Our compiler automatically compiles forall constructs to OpenCL kernel.
HJ-OpenCL is built on the top of Haabnero-Java language.
In this work we focus on maintaining Java’s exception semantics when we use the GPU from Java.
Before explaining our methodologies, Let me tell you the overview of Habanero Java language.
Habenero-Java is a new language developed at Rice since 2007.
It’s derived from Java-based version of X10 language.
HJ provides several parallel extensions focused on task parallelism.
You can use async statement to create task and You can also use forall to express parallel loop.
If you want to do all-to-all and point-to-point synchronization, you can use phaser. A subset of phaser is available in Java 7 .
For mutual exclusion, you can use isolated statement.
HJ allows you to set the affinity of task with places.
Habanero-C and Habanero-Scala are also avaialable with similar constructs.
Here is a HJ-OpenCL Example.
In HJ-OpenCL, you can express GPU kernel by just replacing for with forall.
Unlike RootBeer, you don’t need to prepare special class to GPU from Java.
This is the compilation flow of HJ-OpenCL
The HJ compiler takes HJ program and generates three kinds of files.
These are .class files on JVM, OpenCL_hjstub.c which consists of JNI glue code and OpenCLAPI, and a special class named OpenCLKernel.class.
OpenCLKernel.class is passed to APARAPI translator, which takes Java bytecode and generates OpenCL kernel.
The native static C compiler takes OpenCL_hjstub.c and OpenCL kernel generated by APARAPI translator and generates Native dynamic library.
This compilation is done automatically.
Let me describe the detail of APARAPI.
APARAPI is an open source project for data parallel Java.
It compiles Java bytecode to OpenCL at runtime.
There is a rescriction with regards to kernel generation.
APARAPI can only handle primitive type, can not handle instance of object.
We prepared static version of APARAPI to reduce runtime compilation overhead.
Let’s talk about the exception semantics.
As you know, we can say Java is safe language but not high performance language because Java checks exceptions at runtime.
On the other hand, OpenCL and CUDA is not safe but hight performance language.

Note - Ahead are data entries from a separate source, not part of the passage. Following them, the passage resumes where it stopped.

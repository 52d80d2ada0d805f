use anyhow::Result;
use serenity::{
    builder::{CreateCommand, CreateCommandOption},
    model::{application::CommandOptionType, id::GuildId},
    prelude::Context,
};

/// Todos los comandos slash del bot
pub fn all_commands() -> Vec<CreateCommand> {
    vec![
        play_command(),
        skip_command(),
        queue_command(),
        nowplaying_command(),
        remove_command(),
        clear_command(),
        join_command(),
        leave_command(),
        help_command(),
    ]
}

/// Registra comandos globales
pub async fn register_global_commands(ctx: &Context) -> Result<()> {
    for command in all_commands() {
        ctx.http.create_global_command(&command).await?;
    }

    Ok(())
}

/// Registra comandos para una guild autorizada
pub async fn register_guild_commands(ctx: &Context, guild_id: GuildId) -> Result<()> {
    guild_id.set_commands(&ctx.http, all_commands()).await?;

    Ok(())
}

// Comandos de reproducción

fn play_command() -> CreateCommand {
    CreateCommand::new("play")
        .description("Reproduce una canción, URL o playlist")
        .add_option(
            CreateCommandOption::new(
                CommandOptionType::String,
                "query",
                "URL o término de búsqueda",
            )
            .required(true),
        )
}

fn skip_command() -> CreateCommand {
    CreateCommand::new("skip").description("Salta la canción actual")
}

fn nowplaying_command() -> CreateCommand {
    CreateCommand::new("nowplaying").description("Muestra la canción actual")
}

// Comandos de cola

fn queue_command() -> CreateCommand {
    CreateCommand::new("queue")
        .description("Muestra la cola de reproducción")
        .add_option(
            CreateCommandOption::new(CommandOptionType::Integer, "page", "Número de página")
                .min_int_value(1)
                .required(false),
        )
}

fn remove_command() -> CreateCommand {
    CreateCommand::new("remove")
        .description("Quita una canción de la cola")
        .add_option(
            CreateCommandOption::new(
                CommandOptionType::Integer,
                "position",
                "Posición en la cola (ver /queue)",
            )
            .min_int_value(1)
            .required(true),
        )
}

fn clear_command() -> CreateCommand {
    CreateCommand::new("clear").description("Limpia la cola de reproducción")
}

// Comandos de conexión

fn join_command() -> CreateCommand {
    CreateCommand::new("join").description("Conecta el bot a tu canal de voz")
}

fn leave_command() -> CreateCommand {
    CreateCommand::new("leave").description("Desconecta el bot y limpia la cola")
}

fn help_command() -> CreateCommand {
    CreateCommand::new("help").description("Muestra la ayuda del bot")
}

This has some analogy to these picture.
You know, Consumer cars have several safe features. F1 machine is not safe but can move really fast.

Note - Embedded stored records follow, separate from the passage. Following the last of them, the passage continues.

use anyhow::Result;
use serenity::{
    builder::{CreateEmbed, EditInteractionResponse},
    model::{
        application::CommandInteraction,
        id::{ChannelId, GuildId, UserId},
    },
    prelude::Context,
};
use std::sync::Arc;
use tracing::{info, warn};

use super::{
    cooldown::{rate_for, Bucket},
    validation::sanitize_query,
    voice::{ChannelNotifier, SongbirdHandle},
    MusicBot,
};
use crate::{
    audio::{
        queue::{QueueEntry, Requester},
        session::{GuildSession, SessionParts},
    },
    error::BotError,
    sources::is_playlist_url,
    ui::embeds::{self, PlaylistSummary},
};

type Session = Arc<GuildSession<SongbirdHandle>>;

/// Maneja comandos slash
pub async fn handle_command(
    ctx: &Context,
    command: CommandInteraction,
    bot: &MusicBot,
) -> Result<()> {
    let guild_id = command
        .guild_id
        .ok_or_else(|| anyhow::anyhow!("Comando usado fuera de un servidor"))?;

    info!(
        "📝 Comando /{} usado por {} en guild {}",
        command.data.name, command.user.name, guild_id
    );

    // /play y /join pueden tardar más que el límite de respuesta de Discord
    command.defer(&ctx.http).await?;

    let embed = match dispatch(ctx, &command, guild_id, bot).await {
        Ok(embed) => embed,
        Err(e) => {
            let report = e.report(&format!("/{} en guild {}", command.data.name, guild_id));
            embeds::create_report_embed(&report)
        }
    };

    command
        .edit_response(&ctx.http, EditInteractionResponse::new().embed(embed))
        .await?;

    Ok(())
}

async fn dispatch(
    ctx: &Context,
    command: &CommandInteraction,
    guild_id: GuildId,
    bot: &MusicBot,
) -> Result<CreateEmbed, BotError> {
    if !bot.config.is_guild_authorized(guild_id) {
        warn!("🚫 Comando rechazado en guild no autorizada {}", guild_id);
        return Err(BotError::Unauthorized);
    }

    let name = command.data.name.as_str();
    check_cooldown(bot, name, guild_id, command.user.id)?;

    match name {
        "play" => handle_play(ctx, command, guild_id, bot).await,
        "skip" => handle_skip(guild_id, bot).await,
        "nowplaying" => handle_nowplaying(guild_id, bot).await,
        "queue" => handle_queue(command, guild_id, bot).await,
        "remove" => handle_remove(command, guild_id, bot),
        "clear" => handle_clear(guild_id, bot),
        "join" => handle_join(ctx, command, guild_id, bot).await,
        "leave" => handle_leave(guild_id, bot).await,
        "help" => Ok(embeds::create_help_embed()),
        other => Err(BotError::InvalidInput(format!("Comando no reconocido: /{}", other))),
    }
}

fn check_cooldown(
    bot: &MusicBot,
    command: &str,
    guild_id: GuildId,
    user_id: UserId,
) -> Result<(), BotError> {
    let Some(rate) = rate_for(command) else {
        return Ok(());
    };

    let key = match rate.bucket {
        Bucket::User => user_id.get(),
        Bucket::Guild => guild_id.get(),
    };

    bot.cooldowns
        .check(command, rate, key)
        .map_err(|retry_after| BotError::Cooldown {
            command: command.to_string(),
            retry_after,
        })
}

async fn handle_play(
    ctx: &Context,
    command: &CommandInteraction,
    guild_id: GuildId,
    bot: &MusicBot,
) -> Result<CreateEmbed, BotError> {
    let raw = string_option(command, "query")
        .ok_or_else(|| BotError::InvalidInput("Debes indicar una canción o URL".to_string()))?;
    let query = sanitize_query(raw)?;

    let voice_channel = get_user_voice_channel(ctx, guild_id, command.user.id)?;
    let requester = Requester::new(command.user.id, command.user.name.clone());

    if is_playlist_url(&query) {
        let playlist = bot.resolver.resolve_playlist(&query).await?;
        let session = connect_session(ctx, bot, guild_id, voice_channel, command.channel_id).await?;
        session.touch();

        let total = playlist.tracks.len();
        let mut added = 0;
        for resolved in playlist.tracks {
            match bot
                .registry
                .enqueue(guild_id, resolved.into_track(requester.clone()))
            {
                Ok(_) => added += 1,
                Err(e) if added == 0 => return Err(e.into()),
                Err(e) => {
                    info!("📋 Playlist cortada en {} de {}: {}", added, total, e);
                    break;
                }
            }
        }

        info!(
            "📋 Playlist en guild {}: {} agregadas, {} fallidas",
            guild_id, added, playlist.failed
        );

        return Ok(embeds::create_playlist_added_embed(&PlaylistSummary {
            title: playlist.title.as_deref(),
            added,
            failed: playlist.failed,
            rejected: total - added,
        }));
    }

    let resolved = bot.resolver.resolve(&query).await?;
    let session = connect_session(ctx, bot, guild_id, voice_channel, command.channel_id).await?;
    session.touch();

    let track = resolved.into_track(requester);
    let position = bot.registry.enqueue(guild_id, track.clone())?;
    info!("➕ {} agregada en posición {} (guild {})", track.title, position, guild_id);

    Ok(embeds::create_track_added_embed(&track, position))
}

async fn handle_skip(guild_id: GuildId, bot: &MusicBot) -> Result<CreateEmbed, BotError> {
    let session = bot.registry.get(guild_id).await.ok_or(BotError::NotConnected)?;
    let current = session.now_playing();

    if !session.skip().await {
        return Err(BotError::EmptyQueue);
    }
    session.touch();

    let title = current.map(|track| track.title).unwrap_or_default();
    Ok(embeds::create_success_embed(
        "Canción saltada",
        &format!("⏭️ **{}**", title),
    ))
}

async fn handle_nowplaying(guild_id: GuildId, bot: &MusicBot) -> Result<CreateEmbed, BotError> {
    let session = bot.registry.get(guild_id).await.ok_or(BotError::NotConnected)?;
    let track = session.now_playing().ok_or(BotError::EmptyQueue)?;
    Ok(embeds::create_now_playing_embed(&track))
}

async fn handle_queue(
    command: &CommandInteraction,
    guild_id: GuildId,
    bot: &MusicBot,
) -> Result<CreateEmbed, BotError> {
    let page = integer_option(command, "page")
        .and_then(|page| usize::try_from(page).ok())
        .unwrap_or(1);

    let current = bot
        .registry
        .get(guild_id)
        .await
        .and_then(|session| session.now_playing())
        .map(|track| QueueEntry::from(&track));
    let snapshot = bot.registry.queue(guild_id).snapshot();

    Ok(embeds::create_queue_embed(current.as_ref(), &snapshot, page))
}

fn handle_remove(
    command: &CommandInteraction,
    guild_id: GuildId,
    bot: &MusicBot,
) -> Result<CreateEmbed, BotError> {
    let position = integer_option(command, "position")
        .ok_or_else(|| BotError::InvalidInput("Debes indicar una posición".to_string()))?;
    let position = usize::try_from(position)
        .map_err(|_| BotError::InvalidInput(format!("Posición inválida: {}", position)))?;

    let removed = bot.registry.queue(guild_id).lock().remove_at(position)?;
    bot.registry.request_save();
    info!("🗑️ {} quitada de la cola (guild {})", removed.title, guild_id);

    Ok(embeds::create_success_embed(
        "Canción quitada",
        &format!("**{}** (posición {})", removed.title, position),
    ))
}

fn handle_clear(guild_id: GuildId, bot: &MusicBot) -> Result<CreateEmbed, BotError> {
    let removed = bot.registry.queue(guild_id).lock().clear();
    if removed == 0 {
        return Err(BotError::EmptyQueue);
    }
    bot.registry.request_save();

    Ok(embeds::create_success_embed(
        "Cola limpiada",
        &format!("Se quitaron **{}** canciones de la cola", removed),
    ))
}

async fn handle_join(
    ctx: &Context,
    command: &CommandInteraction,
    guild_id: GuildId,
    bot: &MusicBot,
) -> Result<CreateEmbed, BotError> {
    let voice_channel = get_user_voice_channel(ctx, guild_id, command.user.id)?;
    let session = connect_session(ctx, bot, guild_id, voice_channel, command.channel_id).await?;
    session.touch();

    Ok(embeds::create_success_embed(
        "Conectado",
        &format!("🔊 Conectado a <#{}>", voice_channel),
    ))
}

async fn handle_leave(guild_id: GuildId, bot: &MusicBot) -> Result<CreateEmbed, BotError> {
    let session = bot.registry.remove(guild_id).await.ok_or(BotError::NotConnected)?;
    session.stop().await;

    let cleared = bot.registry.queue(guild_id).lock().clear();
    bot.registry.request_save();

    Ok(embeds::create_info_embed(
        "Desconectado",
        &format!("👋 Salí del canal de voz y quité {} canciones de la cola", cleared),
    ))
}

// Funciones auxiliares

/// Sesión activa de la guild, o una nueva conectada al canal del usuario
async fn connect_session(
    ctx: &Context,
    bot: &MusicBot,
    guild_id: GuildId,
    voice_channel: ChannelId,
    text_channel: ChannelId,
) -> Result<Session, BotError> {
    let guild_name = guild_id
        .to_guild_cached(&ctx.cache)
        .map(|guild| guild.name.clone())
        .unwrap_or_else(|| guild_id.to_string());
    let http_client = bot.http_client.clone();

    let session = bot
        .registry
        .get_or_create(guild_id, move || async move {
            let voice = SongbirdHandle::connect(ctx, guild_id, voice_channel, http_client).await?;
            Ok(SessionParts {
                guild_name,
                voice: Arc::new(voice),
                notifier: Arc::new(ChannelNotifier::new(Arc::clone(&ctx.http), text_channel)),
            })
        })
        .await?;

    Ok(session)
}

fn get_user_voice_channel(
    ctx: &Context,
    guild_id: GuildId,
    user_id: UserId,
) -> Result<ChannelId, BotError> {
    let guild = guild_id
        .to_guild_cached(&ctx.cache)
        .ok_or_else(|| BotError::Internal(anyhow::anyhow!("Guild no encontrada en caché")))?;

    guild
        .voice_states
        .get(&user_id)
        .and_then(|voice_state| voice_state.channel_id)
        .ok_or(BotError::NotInVoice)
}

fn string_option<'a>(command: &'a CommandInteraction, name: &str) -> Option<&'a str> {
    command
        .data
        .options
        .iter()
        .find(|opt| opt.name == name)
        .and_then(|opt| opt.value.as_str())
}

fn integer_option(command: &CommandInteraction, name: &str) -> Option<i64> {
    command
        .data
        .options
        .iter()
        .find(|opt| opt.name == name)
        .and_then(|opt| opt.value.as_i64())
}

We want to mix High Performance and Safety
This is basic idea.
Basically, we run exception checking code in parallel in JVM first.
And in the case that no exception occurred we’ll invoke GPU through JNI call.

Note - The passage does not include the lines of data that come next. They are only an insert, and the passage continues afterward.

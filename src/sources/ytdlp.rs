use anyhow::{Context, Result};
use async_process::Command;
use async_trait::async_trait;
use serde::Deserialize;
use std::{path::PathBuf, time::Duration};
use tracing::{debug, info, warn};

use super::{ExtractedMedia, ExtractionFailure, Extractor};
use crate::config::Config;

/// Respuesta del endpoint oEmbed de YouTube
#[derive(Debug, Deserialize)]
struct OEmbed {
    title: Option<String>,
}

/// Extractor basado en el ejecutable `yt-dlp`
pub struct YtDlpExtractor {
    binary: String,
    audio_format: String,
    cookie_file: Option<PathBuf>,
    http: reqwest::Client,
}

impl YtDlpExtractor {
    pub fn new(config: &Config) -> Result<Self> {
        let http = reqwest::Client::builder()
            .timeout(Duration::from_secs(30))
            .user_agent("Mozilla/5.0 (Windows NT 10.0; Win64; x64) AppleWebKit/537.36")
            .build()
            .context("No se pudo crear el cliente HTTP")?;

        let cookie_file = config.youtube_cookie_file.clone().filter(|path| {
            let exists = path.exists();
            if exists {
                info!("🍪 Cookies encontradas en: {}", path.display());
            } else {
                warn!("🍪 Archivo de cookies no encontrado: {}", path.display());
            }
            exists
        });

        Ok(Self {
            binary: "yt-dlp".to_string(),
            audio_format: config.audio_format.clone(),
            cookie_file,
            http,
        })
    }

    /// Verifica que yt-dlp pueda ejecutarse y devuelve su versión
    pub async fn verify(&self) -> Result<String> {
        let output = Command::new(&self.binary)
            .arg("--version")
            .output()
            .await
            .context("yt-dlp no está instalado o no está en PATH")?;

        if !output.status.success() {
            anyhow::bail!("yt-dlp no puede ejecutarse correctamente");
        }

        let version = String::from_utf8_lossy(&output.stdout).trim().to_string();
        info!("✅ yt-dlp versión: {}", version);
        Ok(version)
    }

    fn base_command(&self) -> Command {
        let mut cmd = Command::new(&self.binary);
        cmd.args(["--dump-single-json", "--no-warnings", "--skip-download"])
            .kill_on_drop(true);
        if let Some(cookies) = &self.cookie_file {
            cmd.arg("--cookies").arg(cookies);
        }
        cmd
    }

    async fn run_json(&self, mut cmd: Command) -> Result<ExtractedMedia, ExtractionFailure> {
        let output = cmd
            .output()
            .await
            .map_err(|e| ExtractionFailure::Failed(format!("no se pudo ejecutar yt-dlp: {}", e)))?;

        if !output.status.success() {
            let stderr = String::from_utf8_lossy(&output.stderr);
            return Err(ExtractionFailure::classify(&stderr));
        }

        // El JSON de una playlist puede ser grande
        tokio::task::spawn_blocking(move || serde_json::from_slice::<ExtractedMedia>(&output.stdout))
            .await
            .map_err(|e| ExtractionFailure::Failed(format!("tarea de parseo falló: {}", e)))?
            .map_err(|e| ExtractionFailure::Failed(format!("JSON inválido de yt-dlp: {}", e)))
    }

    async fn oembed_title(&self, video_id: &str) -> Option<String> {
        let watch_url = format!("https://www.youtube.com/watch?v={}", video_id);
        let endpoint = format!(
            "https://www.youtube.com/oembed?url={}&format=json",
            urlencoding::encode(&watch_url)
        );

        let response = self.http.get(&endpoint).send().await.ok()?;
        if !response.status().is_success() {
            debug!("oEmbed respondió {} para {}", response.status(), video_id);
            return None;
        }
        response.json::<OEmbed>().await.ok()?.title
    }
}

#[async_trait]
impl Extractor for YtDlpExtractor {
    async fn extract(&self, reference: &str) -> Result<ExtractedMedia, ExtractionFailure> {
        debug!("📊 yt-dlp: {}", reference);
        let mut cmd = self.base_command();
        cmd.args(["--no-playlist", "-f", self.audio_format.as_str(), reference]);
        self.run_json(cmd).await
    }

    async fn extract_flat(
        &self,
        reference: &str,
        limit: usize,
    ) -> Result<ExtractedMedia, ExtractionFailure> {
        debug!("📋 yt-dlp (plano, máx {}): {}", limit, reference);
        let mut cmd = self.base_command();
        cmd.args(["--flat-playlist", "--playlist-end", &limit.to_string(), reference]);
        self.run_json(cmd).await
    }

    async fn lookup_title(&self, video_id: &str) -> Option<String> {
        let watch_url = format!("https://www.youtube.com/watch?v={}", video_id);
        let mut cmd = self.base_command();
        cmd.args(["--flat-playlist", "--no-playlist", watch_url.as_str()]);

        match self.run_json(cmd).await {
            Ok(media) if media.title.is_some() => media.title,
            Ok(_) => self.oembed_title(video_id).await,
            Err(e) => {
                debug!("Título vía yt-dlp falló ({}), probando oEmbed", e);
                self.oembed_title(video_id).await
            }
        }
    }
}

In the code shown on your right,
You can see the exception checking code which is enclosed by try-catch statement.
Note that this code is same as the original forall implemtantion except array store.
We should transform all array store to array read to keep program semantics.
In catch statement, true is assigned to excpFlag.
In the case that excpFlag is false we’ll invoke GPU through JNI call.
Otherwise we’ll execute original implementation on JVM.
That’s why we can maintain exception semantics.
Additionally, We can run exception checking code and computation in parallel.
We speculatively run the computation on GPU. If no exception occurred we’ll get the data from device.
Otherwise we’ll run original implementation on JVM like no speculative execution.
This is our proposing methodology.
Compiler automatically geneartes this code.
If we focus on several exceptions which are possibly occurred during GPU execution.
We can optimize the exception checking code,
If we can focus on ArrayIndexOutOfBoundsException, ArithmeticException, and NullPointerException,
We can just delete statements which will not cause these exceptions to accelerate exception checking at compile time.
OK, let’s talk about the optimization.
As I mentioned before, our algorithm deletes statement which do not derive array subscript and denominator of division statement by considering control flow
Here is some example.
Some value is assigned to I, which will be used in A[i] in latter statement.
So we cannot delete this statement.
Similary, we cannot delete assignment of Y because this statement derives denominator of division.
But we can delete assignment of X because this will not derive array subscript and denominator of division statement.